At the meeting, assigned reviewers presented their initial critiques to the panel, then the panel discussed (discussion is inclusive of all panelists who don’t have a conflict), and then all panelists made their final scores in the system after discussion was ended. These procedures have been the standard for the history of the program while AIBS was reviewing these proposals.

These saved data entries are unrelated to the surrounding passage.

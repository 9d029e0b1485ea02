//! # Draft State
//!
//! The order being assembled at the counter, plus the flag that keeps a
//! second submission from starting while one is in flight.
//!
//! ## Lifecycle
//! ```text
//! add lines / set discount, debt, customer
//!        │
//!        ▼
//! submit ──► flag already set? ──► CheckoutError::InProgress
//!        │
//!        ▼
//! checkout::submit(snapshot of draft)
//!        │
//!        ├── Ok(receipt) ──► draft reset (back to empty)
//!        └── Err(_) ───────► draft kept for correction or retry
//! ```

use std::sync::atomic::{AtomicBool, Ordering};
use std::sync::{Arc, Mutex, MutexGuard};

use shopkeep_core::OrderDraft;
use shopkeep_db::{checkout, CheckoutError, CheckoutPolicy, StoreBackend, SubmissionReceipt};
use tracing::debug;

#[derive(Debug, Clone, Default)]
pub struct DraftState {
    draft: Arc<Mutex<OrderDraft>>,
    submitting: Arc<AtomicBool>,
}

/// Clears the in-flight flag when the submission ends, however it ends.
struct InFlight<'a>(&'a AtomicBool);

impl Drop for InFlight<'_> {
    fn drop(&mut self) {
        self.0.store(false, Ordering::Release);
    }
}

impl DraftState {
    pub fn new() -> Self {
        Self::default()
    }

    fn lock(&self) -> MutexGuard<'_, OrderDraft> {
        // A panic mid-edit leaves a structurally valid draft.
        self.draft.lock().unwrap_or_else(|poisoned| poisoned.into_inner())
    }

    /// Executes a function with read access to the draft.
    pub fn with_draft<F, R>(&self, f: F) -> R
    where
        F: FnOnce(&OrderDraft) -> R,
    {
        f(&self.lock())
    }

    /// Executes a function with write access to the draft.
    pub fn with_draft_mut<F, R>(&self, f: F) -> R
    where
        F: FnOnce(&mut OrderDraft) -> R,
    {
        f(&mut self.lock())
    }

    pub fn is_submitting(&self) -> bool {
        self.submitting.load(Ordering::Acquire)
    }

    /// Submits a snapshot of the draft and resets it on success.
    pub async fn submit<B>(
        &self,
        backend: &B,
        policy: CheckoutPolicy,
    ) -> Result<SubmissionReceipt, CheckoutError>
    where
        B: StoreBackend + ?Sized,
    {
        if self
            .submitting
            .compare_exchange(false, true, Ordering::AcqRel, Ordering::Acquire)
            .is_err()
        {
            return Err(CheckoutError::InProgress);
        }
        let _in_flight = InFlight(&self.submitting);

        let snapshot = self.with_draft(OrderDraft::clone);
        let receipt = checkout::submit(backend, &snapshot, policy).await?;

        self.with_draft_mut(OrderDraft::reset);
        debug!(order_number = receipt.order.order_number, "Draft cleared after submission");

        Ok(receipt)
    }
}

In 2020, AIBS added an additional ranking procedure to the assessment process. To collect ranking data, at the end of all proposal discussion, reviewers were provided with a link in the scoring system with a list of all the final average panel scores associated with each proposal (reviewers were blinded to any proposals where they had a conflict of interest). Thus, the list of proposals was different for each reviewer, depending on their conflicts in the review system. Reviewers were then given a link to a Google^TM form, allowing them to look at all the proposals on the panel and select their “top six” that they would like to see funded. The question was constrained in that only one proposal can be chosen for each ranking position (e.g. first place) and only 6 choices were allowed. It should be noted that the scoring process was not altered in any way; the ranking process occurred after all proposals were scored and access to online scoresheets were locked. Only six rankings per reviewer were collected, as the focus was on ranking projects that each reviewer deemed worthy of funding if they were allowed to choose; and it was deemed impractical to rank all of the proposals. The number of ranked proposals was determined by looking at the historical success rate for this program (3 proposals for a panel of this size) and doubling it so we could examine rankings of both proposals likely to be funded as well as those slightly farther from the funding threshold.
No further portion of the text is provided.